Jacob s'exécuta sans broncher. Il était pétrifié. Son sang s'était glacé lorsque l'homme avait vomi sur lui. Beaucoup se seraient offusqués de l'odeur, de la situation. Jacob était tétanisé par toute la peine et la douleur que cet homme portait en lui et qu'il venait de déverser sur sa poitrine. Des larmes commençaient à perler sur ses joues. Silencieusement. Il suivit les recommandations de la serveuse qui était en train de placer l'homme en position latérale de sécurité. Il proposa son aide :

- Souhaitez-vous que j'appelle les secours..?
- Non, ça devrait aller. Il me l'a fait trois fois ce mois-ci. Il boit trop vite. Mais il oublie qu'on a beau vouloir noyer son chagrin, s'il remonte à la surface il n'y a rien qu'on puisse faire pour lutter... Allez me chercher des serviettes derrière le bar juste sous l'évier s'il vous plaît. Et humidifiez-les légèrement.
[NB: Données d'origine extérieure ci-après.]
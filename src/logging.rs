// Tracing setup. Logs go to stderr and default to `warn` so they stay out of
// the way of the interactive prompts; `--debug` or RUST_LOG turns them up.

use anyhow::{anyhow, Result};
use tracing_subscriber::EnvFilter;

pub fn init(debug: bool) -> Result<()> {
    let default = if debug { "debug" } else { "warn" };
    let filter = EnvFilter::try_from_default_env().unwrap_or_else(|_| EnvFilter::new(default));

    tracing_subscriber::fmt()
        .with_env_filter(filter)
        .with_target(debug)
        .with_writer(std::io::stderr)
        .compact()
        .try_init()
        .map_err(|err| anyhow!(err))
}
// Read-only listing of what is in the user database: the tables it holds
// and every row of `users`, printed as plain boxed tables.

use std::io::Write;

use anyhow::Result;
use prettytable::format::{FormatBuilder, LinePosition, LineSeparator, TableFormat};
use prettytable::{Cell, Row, Table};

use crate::store::UserStore;

/// Render `rows` under `headers` as a boxed ASCII table in the PrettyTable
/// look: `-` borders above and below the header and around the body.
pub fn render_table(headers: &[&str], rows: &[Vec<String>]) -> String {
    let mut table = Table::new();
    table.set_format(boxed_format());
    table.set_titles(Row::new(headers.iter().map(|h| Cell::new(h)).collect()));
    for row in rows {
        table.add_row(Row::new(row.iter().map(|c| Cell::new(c)).collect()));
    }
    table.to_string().trim_end().to_string()
}

fn boxed_format() -> TableFormat {
    FormatBuilder::new()
        .column_separator('|')
        .borders('|')
        .separators(
            &[LinePosition::Top, LinePosition::Title, LinePosition::Bottom],
            LineSeparator::new('-', '+', '+', '+'),
        )
        .padding(1, 1)
        .build()
}

/// Print the table listing. Returns whether any table exists; listing
/// errors are printed and reported as `false`.
pub fn list_tables<W: Write>(store: &UserStore, out: &mut W) -> Result<bool> {
    match store.list_tables() {
        Ok(tables) if tables.is_empty() => {
            writeln!(out, "[+] No tables in the database.")?;
            Ok(false)
        }
        Ok(tables) => {
            let rows: Vec<Vec<String>> = tables.into_iter().map(|t| vec![t]).collect();
            writeln!(out, "{}", render_table(&["Tables in Database"], &rows))?;
            Ok(true)
        }
        Err(err) => {
            writeln!(out, "{err}")?;
            Ok(false)
        }
    }
}

/// Print every row of `users`.
pub fn list_users<W: Write>(store: &UserStore, out: &mut W) -> Result<()> {
    match store.list_users() {
        Ok(users) => {
            let rows: Vec<Vec<String>> = users
                .into_iter()
                .map(|u| vec![u.id.to_string(), u.username])
                .collect();
            writeln!(out, "{}", render_table(&["ID", "Username"], &rows))?;
        }
        Err(err) => writeln!(out, "{err}")?,
    }
    Ok(())
}

/// The whole diagnostic: the sqlite version banner, the tables, and the
/// users when there is anything to show.
pub fn run<W: Write>(store: &UserStore, out: &mut W) -> Result<()> {
    writeln!(
        out,
        "[-] this app uses sqlite version {}",
        rusqlite::version()
    )?;
    if list_tables(store, out)? {
        list_users(store, out)?;
    }
    Ok(())
}
//! Shared type definitions for the Houston event tracker.
//!
//! Types defined here describe the boundary of the tracker: identifiers,
//! severity tags, and the snapshot records produced when a timeline tree
//! is serialized. Records flow downstream to `TypeScript` via `ts-rs` for
//! external viewers.
//!
//! # Modules
//!
//! - [`ids`] -- String identifier wrappers and [`IdGenerator`] strategies
//! - [`enums`] -- Event severity tags
//! - [`records`] -- Serialized event and timeline records

pub mod enums;
pub mod ids;
pub mod records;

pub use enums::EventTag;
pub use ids::{
    DEFAULT_ID_LENGTH, EventId, IdGenerator, RandomIds, SeededIds, SequentialIds, TimelineId,
};
pub use records::{EventData, EventRecord, TimelineRecord};
//! End-to-end recording sessions against the public tracker API.
//!
//! Each test builds a tree through `resolve`, `fork`, `record`, and
//! `trigger`, joins it, and inspects the snapshot the way an external
//! viewer would.

// Integration tests use expect/unwrap extensively for clarity -- panicking
// on failure is the correct behavior in test code.
#![allow(
    clippy::expect_used,
    clippy::unwrap_used,
    clippy::indexing_slicing,
    clippy::float_cmp,
    clippy::missing_panics_doc
)]

use chrono::TimeDelta;
use houston_timeline::{
    BoundsPolicy, ManualClock, NewEvent, TimelineKey, Tracker, TrackerConfig, TrackerError,
};
use houston_types::{EventId, SequentialIds, TimelineRecord};

fn tracker(config: TrackerConfig) -> (Tracker, ManualClock) {
    let clock = ManualClock::at_epoch_seconds(1_700_000_000);
    let tracker = Tracker::from_parts(
        config,
        Box::new(SequentialIds::new("id")),
        Box::new(clock.clone()),
    );
    (tracker, clock)
}

fn assert_all_joined(record: &TimelineRecord) {
    assert!(record.end.is_some(), "timeline {} has no end", record.name);
    for child in &record.childs {
        assert_all_joined(child);
    }
}

#[test]
fn fork_place_trigger_join_serialize() {
    let (mut tracker, clock) = tracker(TrackerConfig::default());
    let root = tracker.root();

    let a = tracker.fork(root, "A").expect("fork A");
    let start = tracker
        .record(a, NewEvent::new("start"))
        .expect("place start");
    clock.advance(TimeDelta::milliseconds(10));
    let step = tracker
        .trigger(start, NewEvent::new("step"))
        .expect("trigger step");
    clock.advance(TimeDelta::milliseconds(10));
    tracker.join(root).expect("join root");

    let dump = tracker.snapshot_root().expect("snapshot");
    assert_eq!(dump.childs.len(), 1);
    let child = &dump.childs[0];
    assert_eq!(child.name, "A");
    assert_eq!(child.events.len(), 2);
    assert_eq!(child.events[0].etype, "start");
    assert_eq!(child.events[1].etype, "step");
    let start_id = tracker.event(start).expect("start event").id().clone();
    let step_id = tracker.event(step).expect("step event").id().clone();
    assert_eq!(child.events[1].ancestor.as_ref(), Some(&start_id));
    assert_eq!(child.events[0].successors, vec![step_id]);
    assert!(dump.end.is_some());
    assert!(child.end.is_some());
    assert!(child.end <= dump.end);

    let json = serde_json::to_value(&dump).expect("json");
    let event = &json["childs"][0]["events"][1];
    assert_eq!(event["ancestor"], serde_json::json!(start_id.as_str()));
    assert!(event.get("successors").is_none());
    assert!(json["childs"][0]["events"][0].get("ancestor").is_none());
}

#[test]
fn resolve_same_name_twice_yields_same_timeline() {
    let (mut tracker, _) = tracker(TrackerConfig::default());
    let first = tracker.resolve(Some("X")).expect("first resolve");
    let second = tracker.resolve(Some("X")).expect("second resolve");
    assert_eq!(first, second);
    assert_eq!(
        tracker.timeline(first).expect("timeline").id(),
        tracker.timeline(second).expect("timeline").id()
    );
}

/// Mirrors a full recording session: lookup, nesting, placement through
/// resolution, chained triggers, and a final dump of the whole tree.
#[test]
fn recording_session_dump() {
    let (mut tracker, clock) = tracker(TrackerConfig::default());
    let root = tracker.root();

    let test0 = tracker.resolve_named("test0").expect("test0");
    assert_eq!(tracker.get_child(root, "test0").expect("lookup"), Some(test0));
    assert_eq!(tracker.timeline(test0).expect("test0").parent(), Some(root));

    let test1 = tracker.resolve_named("test1").expect("test1");
    let test1_0 = tracker.fork(test1, "test0").expect("nested test0");
    assert_eq!(tracker.timeline(test1_0).expect("nested").parent(), Some(test1));
    assert_eq!(tracker.get_child(test1, "test0").expect("lookup"), Some(test1_0));

    let first = tracker.create_event(NewEvent::new("event #1").id("#000"));
    tracker.place(test0, first).expect("place #000");
    let found = tracker.get_event(test0, "#000").expect("get #000");
    assert_eq!(tracker.event(found).expect("event").event_type(), "event #1");
    assert_eq!(tracker.event(found).expect("event").timeline(), Some(test0));

    tracker
        .trigger(found, NewEvent::new("event #2").id("#001"))
        .expect("trigger #001");
    let second = tracker.get_event(test0, "#001").expect("get #001");
    assert_eq!(tracker.event(second).expect("event").timeline(), Some(test0));

    let test2: TimelineKey = tracker.fork(test1, "test2").expect("test2");
    let mut chain = vec![tracker.record(test2, NewEvent::new("event #3")).expect("#3")];
    for n in 4..=7 {
        clock.advance(TimeDelta::milliseconds(1));
        let last = *chain.last().expect("chain head");
        chain.push(
            tracker
                .trigger(last, NewEvent::new(format!("event #{n}")))
                .expect("trigger"),
        );
    }
    tracker.join(test2).expect("join test2");
    let placed = tracker.timeline(test2).expect("test2").events().to_vec();
    assert_eq!(placed, chain);

    tracker.join(root).expect("join root");
    let dump = tracker.snapshot_root().expect("snapshot");
    assert_all_joined(&dump);
    assert!(dump.is_fully_joined());

    let names: Vec<&str> = dump.childs.iter().map(|c| c.name.as_str()).collect();
    assert_eq!(names, vec!["test0", "test1"]);
    let dumped_test1 = &dump.childs[1];
    assert!(dumped_test1.events.is_empty());
    let nested: Vec<&str> = dumped_test1.childs.iter().map(|c| c.name.as_str()).collect();
    assert_eq!(nested, vec!["test0", "test2"]);
    assert!(dumped_test1.childs[0].events.is_empty());
    assert_eq!(dumped_test1.childs[1].events.len(), 5);
    assert_eq!(dump.event_count(), 7);

    let text = dump.to_json_pretty().expect("render");
    let parsed = TimelineRecord::from_json(&text).expect("parse");
    assert_eq!(parsed, dump);
}

#[test]
fn lenient_policy_is_declared_and_accepts_late_events() {
    let (mut tracker, clock) = tracker(TrackerConfig::default());
    assert_eq!(tracker.bounds_policy(), BoundsPolicy::Lenient);
    let a = tracker.resolve_named("A").expect("A");
    tracker.join(a).expect("join");
    clock.advance(TimeDelta::seconds(1));
    let late = tracker.record(a, NewEvent::new("late")).expect("late event");
    assert_eq!(tracker.event(late).expect("event").timeline(), Some(a));
}

#[test]
fn strict_policy_is_declared_and_rejects_late_events() {
    let (mut tracker, clock) = tracker(TrackerConfig {
        bounds: BoundsPolicy::Strict,
        ..TrackerConfig::default()
    });
    assert_eq!(tracker.bounds_policy(), BoundsPolicy::Strict);
    let a = tracker.resolve_named("A").expect("A");
    tracker.join(a).expect("join");
    clock.advance(TimeDelta::seconds(1));
    let late = tracker.create_event(NewEvent::new("late").id("late"));
    let err = tracker.place(a, late).expect_err("late placement");
    assert!(matches!(
        err,
        TrackerError::OutOfBounds { ref event, .. } if *event == EventId::new("late")
    ));
    assert_eq!(tracker.event(late).expect("event").timeline(), None);
    assert!(tracker.timeline(a).expect("A").events().is_empty());
}

#[test]
fn reset_starts_a_fresh_session() {
    let (mut tracker, clock) = tracker(TrackerConfig::default());
    let root = tracker.root();
    let old = tracker.resolve_named("session").expect("session");
    tracker
        .record(old, NewEvent::new("work"))
        .expect("record work");
    tracker.join(root).expect("join");
    clock.advance(TimeDelta::seconds(5));

    tracker.reset(root).expect("reset");
    let dump = tracker.snapshot_root().expect("snapshot");
    assert!(dump.childs.is_empty());
    assert!(dump.events.is_empty());
    assert!(dump.end.is_none());
    assert_eq!(dump.begin, 1_700_000_005.0);

    let fresh = tracker.resolve_named("session").expect("fresh session");
    assert_ne!(fresh, old);
    assert!(tracker.timeline(old).is_err());
}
Jacob passa de l'autre côté du bar et fit exactement ce que la jeune femme lui avait demandé. Il revint auprès d'elle et de l'homme qui était à demi-conscient. La barmaid plaça l'éponge humide derrière la nuque de l'homme. Ce qui ne manqua pas de le faire grogner. La jeune femme, voyant l'air anxieux de Jacob, l'interrogea pour détourner son attention :

- Votre prénom, c'est..?
- Jacob... Et vous ?
- Ally.
- Vous... Vous voulez en faire quoi ? Je veux dire, vous êtes sûre qu'il ne faudrait pas appeler les secours ?

L'homme grogna à nouveau.

- Vous voyez... Il est suffisamment conscient pour nous aboyer dessus !
- Effectivement...
- Bon, je vais appeler la sécurité. Ils vont l'aider à remonter dans sa chambre.
- Quelle tristesse... Vous savez qui s'occupe de sa petite fille ?
- Ah, ça, je n'en ai aucune idée. Je travaille au bar de nuit, je ne le vois que le soir de temps en temps. Il est, comme on dit, pas très causant. Il a déjà baragouiné deux, trois trucs sur une histoire de séparation. Sûrement un type qui traverse un divorce compliqué…
- Hum...

Ally s'absenta un court instant. Juste le temps d'appeler Dany et Neal qui étaient affectés à la sécurité de l'hôtel la nuit. Les deux vigiles se présentèrent quelques minutes plus tard. L'homme était toujours à moitié amorphe, somnolant.

Dany, un homme trapu, le crâne dégarni, le peu de cheveux qu'il lui restait déjà bien grisonnant, serra la main d'Ally.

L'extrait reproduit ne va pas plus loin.